Najprawdopodobniej w przyszłym tygodniu prokuratura skieruje do sądu akt oskarżenia w sprawie dźgnięcia nożem w lubińskim Zespole Szkół Zawodowych i Ogólnokształcących.
– Biegli spóźnili się z opinią. Przedstawili ją we wtorek po świętach – mówi Liliana Łukasiewicz, rzecznik Prokuratury Okręgowej w Legnicy. – Na razie nie wpłynęły żadne wnioski dowodowe.

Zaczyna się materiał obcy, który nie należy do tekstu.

//! Vote-related DTOs.

use chrono::{DateTime, Utc};
use serde::{Deserialize, Serialize};
use utoipa::ToSchema;
use uuid::Uuid;

use super::common_dto::TallyDto;

/// Request body for `POST /posts/{id}/votes`.
#[derive(Debug, Deserialize, ToSchema)]
pub struct CastVoteRequest {
    /// Vote position: `agree`, `neutral`, or `disagree`.
    pub vote: String,
}

/// Response body for `POST /posts/{id}/votes` (201 Created).
#[derive(Debug, Serialize, ToSchema)]
pub struct CastVoteResponse {
    /// Post the ballot was cast on.
    pub post_id: Uuid,
    /// The recorded position.
    pub vote: String,
    /// The post's tally after this vote.
    pub tally: TallyDto,
    /// Server timestamp of the ballot.
    pub created_at: DateTime<Utc>,
}
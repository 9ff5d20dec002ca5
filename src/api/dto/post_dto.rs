//! Post-related DTOs for submission and board listing.

use chrono::{DateTime, Utc};
use serde::{Deserialize, Serialize};
use utoipa::{IntoParams, ToSchema};
use uuid::Uuid;

use super::common_dto::{PaginationMeta, TallyDto};
use crate::domain::Post;

/// Request body for `POST /posts`.
#[derive(Debug, Deserialize, ToSchema)]
pub struct CreatePostRequest {
    /// Proposal title (max 100 characters after trimming).
    pub title: String,
    /// Proposal body (max 2000 characters after trimming).
    pub content: String,
}

/// A proposal as exposed over the API.
#[derive(Debug, Clone, Serialize, ToSchema)]
pub struct PostDto {
    /// Unique post identifier.
    pub id: Uuid,
    /// Proposal title.
    pub title: String,
    /// Proposal body.
    pub content: String,
    /// Author's user id.
    pub author_id: String,
    /// Display name captured at submission time.
    pub author_name: String,
    /// Lifecycle state: `pending`, `approved`, or `rejected`.
    pub status: String,
    /// Submission timestamp.
    pub created_at: DateTime<Utc>,
    /// Approval timestamp, present once approved.
    #[serde(skip_serializing_if = "Option::is_none")]
    pub approved_at: Option<DateTime<Utc>>,
    /// Rejection timestamp, present once rejected.
    #[serde(skip_serializing_if = "Option::is_none")]
    pub rejected_at: Option<DateTime<Utc>>,
    /// Moderator-supplied rejection reason, present once rejected.
    #[serde(skip_serializing_if = "Option::is_none")]
    pub rejection_reason: Option<String>,
    /// Denormalized vote tally.
    pub tally: TallyDto,
}

impl From<Post> for PostDto {
    fn from(post: Post) -> Self {
        Self {
            id: post.id.into(),
            title: post.title,
            content: post.content,
            author_id: post.author_id.to_string(),
            author_name: post.author_name,
            status: post.status.as_str().to_string(),
            created_at: post.created_at,
            approved_at: post.approved_at,
            rejected_at: post.rejected_at,
            rejection_reason: post.rejection_reason,
            tally: post.tally.into(),
        }
    }
}

/// Query parameters for `GET /posts`.
#[derive(Debug, Clone, Deserialize, IntoParams)]
pub struct ListPostsParams {
    /// Sort order: `newest` (default), `oldest`, `popular`, or
    /// `controversial`.
    #[serde(default)]
    pub sort: Option<String>,
    /// Page number (1-indexed). Defaults to 1.
    #[serde(default = "default_page")]
    pub page: u32,
    /// Items per page (max 100). Defaults to 20.
    #[serde(default = "default_per_page")]
    pub per_page: u32,
}

fn default_page() -> u32 {
    1
}

fn default_per_page() -> u32 {
    20
}

impl ListPostsParams {
    /// Clamps the pagination fields to their allowed ranges.
    #[must_use]
    pub fn clamped(&self) -> Self {
        Self {
            sort: self.sort.clone(),
            page: self.page.max(1),
            per_page: self.per_page.clamp(1, 100),
        }
    }
}

/// Paginated board listing for `GET /posts`.
#[derive(Debug, Serialize, ToSchema)]
pub struct PostListResponse {
    /// Posts on this page.
    pub data: Vec<PostDto>,
    /// Pagination metadata.
    pub pagination: PaginationMeta,
}
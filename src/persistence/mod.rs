//! Persistence layer: optional PostgreSQL event log.
//!
//! The in-memory store is authoritative; the event log is an append-only
//! audit trail fed from the [`crate::domain::EventBus`]. A dropped write
//! is logged and skipped, it never fails the operation that produced the
//! event.

pub mod models;
pub mod postgres;

use tokio::sync::broadcast;

use crate::domain::BoardEvent;
use postgres::BoardEventLog;

/// Drains the event bus into the durable log until the bus closes.
///
/// Spawned as a background task at startup when persistence is enabled.
pub async fn run_event_writer(log: BoardEventLog, mut rx: broadcast::Receiver<BoardEvent>) {
    loop {
        match rx.recv().await {
            Ok(event) => {
                let payload = serde_json::to_value(&event).unwrap_or_default();
                if let Err(error) = log
                    .save_event(event.post_id().into(), event.event_type_str(), &payload)
                    .await
                {
                    tracing::warn!(%error, event_type = event.event_type_str(), "event log write failed");
                }
            }
            Err(broadcast::error::RecvError::Lagged(n)) => {
                tracing::warn!(lagged = n, "event writer lagged behind event bus");
            }
            Err(broadcast::error::RecvError::Closed) => break,
        }
    }

    tracing::debug!("event writer stopped");
}
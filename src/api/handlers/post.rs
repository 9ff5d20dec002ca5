//! Post handlers: submission and the public board listing.

use axum::extract::{Query, State};
use axum::http::StatusCode;
use axum::response::IntoResponse;
use axum::routing::post;
use axum::{Json, Router};

use crate::api::dto::{
    CreatePostRequest, ListPostsParams, PaginationMeta, PostDto, PostListResponse,
};
use crate::api::principal::Principal;
use crate::app_state::AppState;
use crate::domain::SortOrder;
use crate::error::{BoardError, ErrorResponse};

/// `POST /posts` — Submit a new proposal.
///
/// # Errors
///
/// Returns [`BoardError`] on invalid input or a spent daily quota.
#[utoipa::path(
    post,
    path = "/api/v1/posts",
    tag = "Posts",
    summary = "Submit a proposal",
    description = "Creates a proposal in the pending state, awaiting moderation. Counts against the board-wide daily post quota.",
    request_body = CreatePostRequest,
    params(
        ("x-user-id" = String, Header, description = "Authenticated user id"),
    ),
    responses(
        (status = 201, description = "Proposal submitted", body = PostDto),
        (status = 400, description = "Invalid title or content", body = ErrorResponse),
        (status = 401, description = "Missing identity headers", body = ErrorResponse),
        (status = 429, description = "Daily post quota spent", body = ErrorResponse),
    )
)]
pub async fn create_post(
    State(state): State<AppState>,
    principal: Principal,
    Json(req): Json<CreatePostRequest>,
) -> Result<impl IntoResponse, BoardError> {
    let post = state
        .board_service
        .create_post(
            principal.user_id.clone(),
            principal.author_name(),
            &req.title,
            &req.content,
        )
        .await?;

    Ok((StatusCode::CREATED, Json(PostDto::from(post))))
}

/// `GET /posts` — The public board: approved posts, sorted and paginated.
///
/// # Errors
///
/// Returns [`BoardError::Validation`] on an unknown sort order.
#[utoipa::path(
    get,
    path = "/api/v1/posts",
    tag = "Posts",
    summary = "List approved posts",
    description = "Returns approved posts sorted by the requested order. Reading the board also kicks off the tally-reconciliation and retention sweeps in the background.",
    params(ListPostsParams),
    responses(
        (status = 200, description = "Paginated board listing", body = PostListResponse),
        (status = 400, description = "Unknown sort order", body = ErrorResponse),
    )
)]
pub async fn list_posts(
    State(state): State<AppState>,
    Query(params): Query<ListPostsParams>,
) -> Result<impl IntoResponse, BoardError> {
    let params = params.clamped();
    let order = parse_sort(params.sort.as_deref())?;

    // Board reads double as the maintenance trigger; both sweeps are
    // no-ops on a consistent board.
    let service = state.board_service.clone();
    tokio::spawn(async move {
        let _ = service.repair_tallies().await;
        let _ = service.purge_rejected_posts().await;
    });

    let posts = state.board_service.list_approved(order).await;

    let total = posts.len() as u32;
    let per_page = params.per_page;
    let page = params.page;
    let total_pages = if total == 0 {
        0
    } else {
        total.div_ceil(per_page)
    };

    // Offset in u64: the page and size are caller-controlled and their
    // product can exceed u32.
    let start = (u64::from(page) - 1).saturating_mul(u64::from(per_page));
    let data: Vec<PostDto> = posts
        .into_iter()
        .skip(usize::try_from(start).unwrap_or(usize::MAX))
        .take(per_page as usize)
        .map(PostDto::from)
        .collect();

    Ok(Json(PostListResponse {
        data,
        pagination: PaginationMeta {
            page,
            per_page,
            total,
            total_pages,
        },
    }))
}

/// Parses the `sort` query value, defaulting to newest-first.
fn parse_sort(value: Option<&str>) -> Result<SortOrder, BoardError> {
    match value {
        None | Some("newest") => Ok(SortOrder::Newest),
        Some("oldest") => Ok(SortOrder::Oldest),
        Some("popular") => Ok(SortOrder::Popular),
        Some("controversial") => Ok(SortOrder::Controversial),
        Some(other) => Err(BoardError::Validation(format!(
            "unknown sort order: {other}"
        ))),
    }
}

/// Post routes.
pub fn routes() -> Router<AppState> {
    Router::new().route("/posts", post(create_post).get(list_posts))
}

#[cfg(test)]
#[allow(clippy::panic)]
mod tests {
    use super::*;
    use crate::service::board_service::tests::{approved_post, make_policy, make_service};
    use axum::http::StatusCode;

    #[test]
    fn sort_defaults_to_newest() {
        assert!(matches!(parse_sort(None), Ok(SortOrder::Newest)));
    }

    #[test]
    fn unknown_sort_is_rejected() {
        assert!(matches!(
            parse_sort(Some("spiciest")),
            Err(BoardError::Validation(_))
        ));
    }

    #[tokio::test]
    async fn out_of_range_page_returns_empty_page() {
        let service = make_service(make_policy());
        let _ = approved_post(&service).await;
        let event_bus = service.event_bus().clone();
        let state = AppState {
            board_service: std::sync::Arc::new(service),
            event_bus,
        };

        // page * per_page overflows u32; the offset math must not panic.
        let params = ListPostsParams {
            sort: None,
            page: u32::MAX,
            per_page: 100,
        };
        let result = list_posts(State(state), Query(params)).await;
        let Ok(response) = result else {
            panic!("listing failed");
        };
        let response = response.into_response();
        assert_eq!(response.status(), StatusCode::OK);
    }
}
//! Append-only login-history audit log.

use chrono::{DateTime, Utc};

use crate::domain::LoginHistoryEntry;

/// Append-only log of successful authentications.
///
/// Same retention pattern as rejected posts, on a shorter window
/// (default 7 days). Mutated only under the [`super::BoardStore`] write
/// guard.
#[derive(Debug, Default)]
pub struct LoginLog {
    entries: Vec<LoginHistoryEntry>,
}

impl LoginLog {
    /// Creates an empty log.
    #[must_use]
    pub fn new() -> Self {
        Self::default()
    }

    /// Appends one entry.
    pub fn append(&mut self, entry: LoginHistoryEntry) {
        self.entries.push(entry);
    }

    /// Removes up to `limit` entries older than `cutoff`, returning how
    /// many were removed.
    pub fn purge_older_than(&mut self, cutoff: DateTime<Utc>, limit: usize) -> usize {
        let mut removed = 0;
        self.entries.retain(|entry| {
            if removed < limit && entry.logged_in_at < cutoff {
                removed += 1;
                false
            } else {
                true
            }
        });
        removed
    }

    /// Returns the number of retained entries.
    #[must_use]
    pub fn len(&self) -> usize {
        self.entries.len()
    }

    /// Returns `true` if the log holds no entries.
    #[must_use]
    pub fn is_empty(&self) -> bool {
        self.entries.is_empty()
    }
}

Znane są już więc opinie biegłych psychiatrów i psychologów. Jeżeli nie pojawią się dodatkowe wnioski, prokuratura zakończy śledztwo i skieruje akt oskarżenia do sądu.

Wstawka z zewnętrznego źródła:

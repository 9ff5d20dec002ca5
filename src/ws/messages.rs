//! WebSocket message envelope.

use chrono::{DateTime, Utc};
use serde::{Deserialize, Serialize};

/// Top-level WebSocket message envelope.
#[derive(Debug, Clone, Serialize, Deserialize)]
pub struct WsMessage {
    /// Client-provided ID for requests; server-generated for events.
    pub id: String,
    /// Message type discriminator.
    #[serde(rename = "type")]
    pub msg_type: WsMessageType,
    /// ISO-8601 timestamp.
    pub timestamp: DateTime<Utc>,
    /// Variant-specific payload.
    pub payload: serde_json::Value,
}

/// Discriminator for WebSocket message types.
#[derive(Debug, Clone, Serialize, Deserialize, PartialEq, Eq)]
#[serde(rename_all = "snake_case")]
pub enum WsMessageType {
    /// Client → Server command.
    Command,
    /// Server → Client response to a command.
    Response,
    /// Server → Client broadcast event.
    Event,
    /// Server → Client error.
    Error,
}
//! System endpoints: health check.

use axum::http::StatusCode;
use axum::response::IntoResponse;
use axum::routing::get;
use axum::{Json, Router};
use chrono::Utc;
use serde::Serialize;
use utoipa::ToSchema;

use crate::app_state::AppState;

/// Health check response.
#[derive(Debug, Serialize, ToSchema)]
struct HealthResponse {
    status: String,
    timestamp: String,
    version: String,
}

/// `GET /health` — Service health status.
#[utoipa::path(
    get,
    path = "/health",
    tag = "System",
    summary = "Health check",
    description = "Returns service health status, version, and current timestamp.",
    responses(
        (status = 200, description = "Service is healthy", body = HealthResponse),
    )
)]
pub async fn health_handler() -> impl IntoResponse {
    (
        StatusCode::OK,
        Json(HealthResponse {
            status: "healthy".to_string(),
            timestamp: Utc::now().to_rfc3339(),
            version: env!("CARGO_PKG_VERSION").to_string(),
        }),
    )
}

/// System routes mounted at the root level (not under /api/v1).
pub fn routes() -> Router<AppState> {
    Router::new().route("/health", get(health_handler))
}
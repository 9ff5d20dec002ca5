//! In-memory storage layer.
//!
//! One [`BoardStore`] owns every collection behind a single lock so that
//! multi-collection operations (quota check plus insert, ballot check
//! plus tally increment) commit atomically or not at all. The sub-store
//! types hold no synchronization of their own.

pub mod board_store;
pub mod counter_store;
pub mod login_log;
pub mod post_store;
pub mod vote_store;

pub use board_store::BoardStore;
pub use counter_store::CounterStore;
pub use login_log::LoginLog;
pub use post_store::PostStore;
pub use vote_store::VoteStore;
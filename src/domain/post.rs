//! Proposal posts: lifecycle status, moderation fields, and tallies.

use chrono::{DateTime, Utc};
use serde::{Deserialize, Serialize};

use super::{PostId, UserId, VoteKind};

/// Moderation lifecycle state of a post.
///
/// Created `pending`; transitions to `approved` or `rejected` exactly once
/// by an admin action. Rejected posts are purged after the retention
/// window; approved posts are permanent until manually removed.
#[derive(Debug, Clone, Copy, PartialEq, Eq, Serialize, Deserialize)]
#[serde(rename_all = "snake_case")]
pub enum PostStatus {
    /// Awaiting moderation.
    Pending,
    /// Visible on the board and open for voting.
    Approved,
    /// Declined; retained only for the configured window.
    Rejected,
}

impl PostStatus {
    /// Returns the status as a static string slice.
    #[must_use]
    pub const fn as_str(&self) -> &'static str {
        match self {
            Self::Pending => "pending",
            Self::Approved => "approved",
            Self::Rejected => "rejected",
        }
    }
}

/// Denormalized per-post vote counts.
///
/// Fast-read copy of the ballot records. Must eventually equal the counts
/// recomputed from the vote store; the reconciliation sweep repairs drift.
#[derive(Debug, Clone, Copy, Default, PartialEq, Eq, Serialize, Deserialize)]
pub struct Tally {
    /// Count of `agree` ballots.
    pub agree: u32,
    /// Count of `neutral` ballots.
    pub neutral: u32,
    /// Count of `disagree` ballots.
    pub disagree: u32,
}

impl Tally {
    /// Increments the counter for the given kind by one.
    pub fn record(&mut self, kind: VoteKind) {
        match kind {
            VoteKind::Agree => self.agree = self.agree.saturating_add(1),
            VoteKind::Neutral => self.neutral = self.neutral.saturating_add(1),
            VoteKind::Disagree => self.disagree = self.disagree.saturating_add(1),
        }
    }
}

/// A user-submitted proposal subject to moderation and voting.
#[derive(Debug, Clone, Serialize, Deserialize)]
pub struct Post {
    /// Unique identifier (immutable after creation).
    pub id: PostId,
    /// Proposal title, non-empty after trimming.
    pub title: String,
    /// Proposal body, non-empty after trimming.
    pub content: String,
    /// Identity-provider uid of the author.
    pub author_id: UserId,
    /// Display name shown on the board.
    pub author_name: String,
    /// Moderation lifecycle state.
    pub status: PostStatus,
    /// Server-assigned creation timestamp.
    pub created_at: DateTime<Utc>,
    /// When the post was approved, if it was.
    #[serde(skip_serializing_if = "Option::is_none")]
    pub approved_at: Option<DateTime<Utc>>,
    /// Admin who approved the post.
    #[serde(skip_serializing_if = "Option::is_none")]
    pub approved_by: Option<UserId>,
    /// When the post was rejected, if it was. Mutually exclusive with the
    /// approval fields.
    #[serde(skip_serializing_if = "Option::is_none")]
    pub rejected_at: Option<DateTime<Utc>>,
    /// Admin who rejected the post.
    #[serde(skip_serializing_if = "Option::is_none")]
    pub rejected_by: Option<UserId>,
    /// Optional reason supplied on rejection; empty string when omitted.
    #[serde(skip_serializing_if = "Option::is_none")]
    pub rejection_reason: Option<String>,
    /// Denormalized vote counts.
    pub tally: Tally,
}

impl Post {
    /// Creates a new pending post with zeroed tallies.
    #[must_use]
    pub fn new_pending(
        title: String,
        content: String,
        author_id: UserId,
        author_name: String,
    ) -> Self {
        Self {
            id: PostId::new(),
            title,
            content,
            author_id,
            author_name,
            status: PostStatus::Pending,
            created_at: Utc::now(),
            approved_at: None,
            approved_by: None,
            rejected_at: None,
            rejected_by: None,
            rejection_reason: None,
            tally: Tally::default(),
        }
    }

    /// Returns `true` if the post is still awaiting moderation.
    #[must_use]
    pub fn is_pending(&self) -> bool {
        self.status == PostStatus::Pending
    }
}

#[cfg(test)]
#[allow(clippy::panic)]
mod tests {
    use super::*;

    fn make_post() -> Post {
        Post::new_pending(
            "Longer lunch breaks".to_string(),
            "Extend lunch by 15 minutes.".to_string(),
            UserId::new("u1"),
            "taro".to_string(),
        )
    }

    #[test]
    fn new_posts_are_pending_with_zero_tally() {
        let post = make_post();
        assert_eq!(post.status, PostStatus::Pending);
        assert!(post.is_pending());
        assert_eq!(post.tally, Tally::default());
        assert!(post.approved_at.is_none());
        assert!(post.rejected_at.is_none());
    }

    #[test]
    fn tally_record_increments_only_the_kind() {
        let mut tally = Tally::default();
        tally.record(VoteKind::Agree);
        tally.record(VoteKind::Agree);
        tally.record(VoteKind::Disagree);
        assert_eq!(tally.agree, 2);
        assert_eq!(tally.neutral, 0);
        assert_eq!(tally.disagree, 1);
    }

    #[test]
    fn status_serializes_snake_case() {
        let json = serde_json::to_string(&PostStatus::Approved).ok();
        assert_eq!(json.as_deref(), Some("\"approved\""));
    }
}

Podejrzana w tej sprawie dyrektor ZSZiO Beata Grzelińska podtrzymuje jednak, to co mówiła nam wcześniej, że zamierza zakwestionować opinię biegłego, którą prokuratura poznała w połowie marca.

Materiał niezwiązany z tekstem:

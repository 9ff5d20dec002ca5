//! Daily aggregate counters backing quota enforcement.

use chrono::{DateTime, Utc};
use serde::{Deserialize, Serialize};

use super::DayKey;

/// Per-day aggregate record tracking board-wide usage.
///
/// Created implicitly on first increment each day; never deleted; mutated
/// only from inside a transactional operation so the quota check and the
/// increment are atomic. An absent counter reads as all-zero.
#[derive(Debug, Clone, Copy, Default, PartialEq, Eq, Serialize, Deserialize)]
pub struct DailyCounter {
    /// Posts created today.
    pub post_count: u32,
    /// Votes cast today.
    pub vote_count: u32,
    /// Timestamp of the most recent increment.
    pub last_updated: Option<DateTime<Utc>>,
}

/// Snapshot of today's usage against the configured limits.
#[derive(Debug, Clone, Serialize)]
pub struct DailyUsage {
    /// The counter day.
    pub day: DayKey,
    /// Posts created.
    pub post_count: u32,
    /// Configured daily post cap.
    pub post_limit: u32,
    /// Votes cast.
    pub vote_count: u32,
    /// Configured daily vote cap.
    pub vote_limit: u32,
    /// Timestamp of the most recent increment, if any.
    pub last_updated: Option<DateTime<Utc>>,
}

#[cfg(test)]
#[allow(clippy::panic)]
mod tests {
    use super::*;

    #[test]
    fn absent_counter_reads_as_zero() {
        let counter = DailyCounter::default();
        assert_eq!(counter.post_count, 0);
        assert_eq!(counter.vote_count, 0);
        assert!(counter.last_updated.is_none());
    }
}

Przypomnijmy, że sprawę dźgnięcia nożem z listopada ubiegłego roku wyjaśnia głogowska prokuratura. Na razie istnieją dwie wersje tego wydarzenia: dyrektorka zapewnia, że nauczyciel sam wbił sobie nóż, ten z kolei winą obarcza przełożoną. Śledczy postawili szefowej szkoły zarzut spowodowania obrażeń ciała, skutkujących chorobą realnie zagrażającą życiu. Za ten czyn grozi kara od roku do 10 lat więzienia. Z opinii biegłego wynika, że nauczyciel nie mógł sobie sam zadać ciosu nożem.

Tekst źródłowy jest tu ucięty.